South African fielding legend Colin Bland passed away on Saturday at the age of 80.
The Bulawayo-born all-rounder, regarded as one of the best fielders the country has ever produced, passed away on 14 April after suffering from colon cancer for several years.
Bland played 21 Tests for South Africa, making his debut against New Zealand in 1961. He scored 1,669 runs at an average of 49.08, which included nine fifties and three centuries.
But it wasn’t with the bat where Bland shone, his speed and agility in the field earned him high praise. His fielding earned him a spot in the Test side who toured Australia in 1964.
Former South African Test cricketer Ali Bacher described the quality of his former teammate in an interview with IOL.

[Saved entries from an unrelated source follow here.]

//! Engine settings
//!
//! Loaded from TOML. Every section and field has a default, so an empty
//! document is a valid configuration:
//!
//! ```toml
//! [aliases]
//! properties = "props"
//!
//! [store]
//! path = "/var/lib/conftree/nodes.db"
//! atomic_batches = true
//! delete_policy = "tombstone"
//!
//! [logging]
//! profile = "production"
//! ```

#![allow(clippy::result_large_err)]

use conftree_core::errors::{ExError, ExErrorKind};
use conftree_core::logging_facility::Profile;
use conftree_core::NodeAliases;
use conftree_store::{ApplyOptions, DeletePolicy};
use serde::{Deserialize, Serialize};
use std::path::{Path, PathBuf};

use conftree_store::errors::Result;

/// Top-level engine settings.
#[derive(Debug, Clone, PartialEq, Eq, Default, Serialize, Deserialize)]
pub struct EngineSettings {
    /// Names of the reserved key-value children.
    #[serde(default)]
    pub aliases: NodeAliases,

    /// Persisted store.
    #[serde(default)]
    pub store: StoreSettings,

    #[serde(default)]
    pub logging: LoggingSettings,
}

/// Persisted store settings.
#[derive(Debug, Clone, PartialEq, Eq, Serialize, Deserialize)]
pub struct StoreSettings {
    /// SQLite file; the engine has no store when unset.
    #[serde(default)]
    pub path: Option<PathBuf>,

    /// Apply each stored batch in one transaction.
    #[serde(default = "default_atomic_batches")]
    pub atomic_batches: bool,

    #[serde(default)]
    pub delete_policy: DeletePolicy,
}

impl Default for StoreSettings {
    fn default() -> Self {
        Self {
            path: None,
            atomic_batches: default_atomic_batches(),
            delete_policy: DeletePolicy::default(),
        }
    }
}

fn default_atomic_batches() -> bool {
    true
}

#[derive(Debug, Clone, PartialEq, Eq, Default, Serialize, Deserialize)]
pub struct LoggingSettings {
    #[serde(default)]
    pub profile: Profile,
}

impl EngineSettings {
    /// Parse settings from a TOML document
    ///
    /// # Errors
    ///
    /// `Serialization` for malformed TOML or unknown values, `InvalidName`
    /// or `Configuration` for unusable aliases.
    pub fn from_toml_str(source: &str) -> Result<Self> {
        let settings: Self = toml::from_str(source).map_err(|e| {
            ExError::new(ExErrorKind::Serialization)
                .with_op("settings_parse")
                .with_message(format!("Invalid engine settings: {}", e))
        })?;
        settings.validate()?;
        Ok(settings)
    }

    /// Read and parse a settings file
    ///
    /// # Errors
    ///
    /// `Io` if the file cannot be read, otherwise as for `from_toml_str`.
    pub fn from_file<P: AsRef<Path>>(path: P) -> Result<Self> {
        let path = path.as_ref();
        let source = std::fs::read_to_string(path).map_err(|e| {
            ExError::new(ExErrorKind::Io)
                .with_op("settings_read")
                .with_message(format!("Cannot read {}: {}", path.display(), e))
        })?;
        Self::from_toml_str(&source)
    }

    /// # Errors
    ///
    /// `InvalidName` or `Configuration` for unusable aliases.
    pub fn validate(&self) -> Result<()> {
        self.aliases
            .validate()
            .map_err(|e| ExError::from(e).with_op("settings_validate"))
    }

    /// Options for applying batches to the persisted store
    pub fn apply_options(&self) -> ApplyOptions {
        ApplyOptions {
            aliases: self.aliases.clone(),
            atomic: self.store.atomic_batches,
            delete_policy: self.store.delete_policy,
        }
    }
}

#[cfg(test)]
mod tests {
    use super::*;

    #[test]
    fn test_empty_document_uses_defaults() {
        let settings = EngineSettings::from_toml_str("").unwrap();
        assert_eq!(settings, EngineSettings::default());
        assert!(settings.store.atomic_batches);
        assert_eq!(settings.store.delete_policy, DeletePolicy::Tombstone);
        assert_eq!(settings.aliases.properties, "properties");
        assert_eq!(settings.logging.profile, Profile::Development);
    }

    #[test]
    fn test_full_document() {
        let settings = EngineSettings::from_toml_str(
            r#"
            [aliases]
            properties = "props"

            [store]
            path = "nodes.db"
            atomic_batches = false
            delete_policy = "hard"

            [logging]
            profile = "production"
            "#,
        )
        .unwrap();

        assert_eq!(settings.aliases.properties, "props");
        assert_eq!(settings.aliases.parameters, "parameters");
        assert_eq!(settings.store.path, Some(PathBuf::from("nodes.db")));
        assert_eq!(settings.logging.profile, Profile::Production);

        let options = settings.apply_options();
        assert!(!options.atomic);
        assert_eq!(options.delete_policy, DeletePolicy::Hard);
        assert_eq!(options.aliases.properties, "props");
    }

    #[test]
    fn test_rejects_unknown_policy_and_colliding_aliases() {
        let err = EngineSettings::from_toml_str("[store]\ndelete_policy = \"shred\"").unwrap_err();
        assert_eq!(err.kind(), ExErrorKind::Serialization);

        let err = EngineSettings::from_toml_str("[aliases]\nparameters = \"properties\"")
            .unwrap_err();
        assert_eq!(err.kind(), ExErrorKind::Configuration);
    }

    #[test]
    fn test_missing_file_is_io_error() {
        let err = EngineSettings::from_file("/nonexistent/conftree.toml").unwrap_err();
        assert_eq!(err.kind(), ExErrorKind::Io);
    }
}
//! Shared fixtures for store integration tests

#![allow(dead_code)]

use chrono::Utc;
use conftree_core::{
    Configuration, ConfigurationHeader, EventType, ModifiedBy, TreeBuilder, UpdateBatch,
    UpdateEvent, UpdateHeader, Version,
};
use conftree_store::{publish, SqliteNodeStore, StorePath};

/// `cfg` with a `db` section, a values list and an elements list:
///
/// ```text
/// cfg                       $region=eu
/// ├── db                    $host=h1 #pool=4
/// │   ├── host = db.local
/// │   └── ports = [5432, 5433]
/// └── servers (elements)
///     ├── a                 port=80 @role=primary
///     └── b                 port=81
/// ```
pub fn sample_configuration() -> Configuration {
    let mut b = TreeBuilder::new("cfg").unwrap();
    let root = b.root();
    b.property(root, "region", "eu").unwrap();

    let db = b.path(root, "db").unwrap();
    b.property(db, "host", "h1").unwrap();
    b.parameter(db, "pool", "4").unwrap();
    b.value(db, "host", "db.local").unwrap();
    b.values(db, "ports", ["5432", "5433"]).unwrap();

    let servers = b.elements(root, "servers").unwrap();
    let a = b.element(servers, "a").unwrap();
    b.value(a, "port", "80").unwrap();
    b.attribute(a, "role", "primary").unwrap();
    let s = b.element(servers, "b").unwrap();
    b.value(s, "port", "81").unwrap();

    let mut config = b
        .header(ConfigurationHeader {
            id: "cfg-1".to_string(),
            application_group: "G".to_string(),
            application: "A".to_string(),
            name: "cfg".to_string(),
            description: "sample".to_string(),
            version: Some(Version::new(1, 0)),
            created_by: Some(ModifiedBy::now("loader")),
            updated_by: Some(ModifiedBy::now("loader")),
            ..Default::default()
        })
        .build();
    config.loaded().unwrap();
    config
}

pub fn sample_path() -> StorePath {
    StorePath::new("G", "A", "cfg", 1).unwrap()
}

/// SQLite store holding the published sample configuration
pub fn published_store() -> SqliteNodeStore {
    let mut store = SqliteNodeStore::open_in_memory().unwrap();
    publish(&mut store, &sample_configuration()).unwrap();
    store
}

pub fn update_header(pre: &str, updated: &str) -> UpdateHeader {
    UpdateHeader {
        config_name: "cfg".to_string(),
        group: "G".to_string(),
        application: "A".to_string(),
        pre_version: pre.to_string(),
        updated_version: updated.to_string(),
        transaction_id: "tx-1".to_string(),
        timestamp: Utc::now(),
        owner: Some("operator".to_string()),
    }
}

pub fn batch(header: &UpdateHeader, events: Vec<UpdateEvent>) -> UpdateBatch {
    UpdateBatch::new(header.clone(), events)
}

pub fn event(header: &UpdateHeader, event_type: EventType, path: &str) -> UpdateEvent {
    UpdateEvent::new(header, event_type, path)
}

‘Fielding for us used to just consist of 15 minutes of catching and throwing, but Colin would spend hours and hours practising by himself, chasing a ball, picking it up, turning and throwing at the stumps. We’d watch him and would think, “he was from a different planet”.
‘It was a case of come and watch Graeme Pollock bat and Colin field, he was amazing’
According to Bacher, Proteas fielding legend Jonty Rhodes had been compared to the late Bland.
‘Jonty used to huff and puff, almost bulldozer like in the field. Colin was very different, he was incredibly graceful, sheer poetry in motion. He was magic.’
As a batsman, Bland scored his maiden century in the final Test during the tour to Australia in 1964, which helped South Africa draw the match and the series at 1-1.
His other two centuries came against England in 1965, which helped South Africa claim a first series win in England. Bland was also named Wisden Cricketer of the Year in 1966.
Bland formed part of the victorious 1966-67 home series squad against Australia, but he suffered an international career-ending injury in Johannesburg after crashing into a boundary board during that series which damaged his left knee.
He then continued playing first-class cricket for Free State until 1973. He played 131 first-class matches, scoring 7,249 runs at an average of 37.95. This included 13 centuries and 34 half-centuries.
‘He was a big-match player, he needed those big events, he thrived in those types of atmospheres,’ added Bacher. ‘He wasn’t a prolific cutter or puller, but he drove the ball extremely, he was a beautiful player off the front foot, through the off and onside.’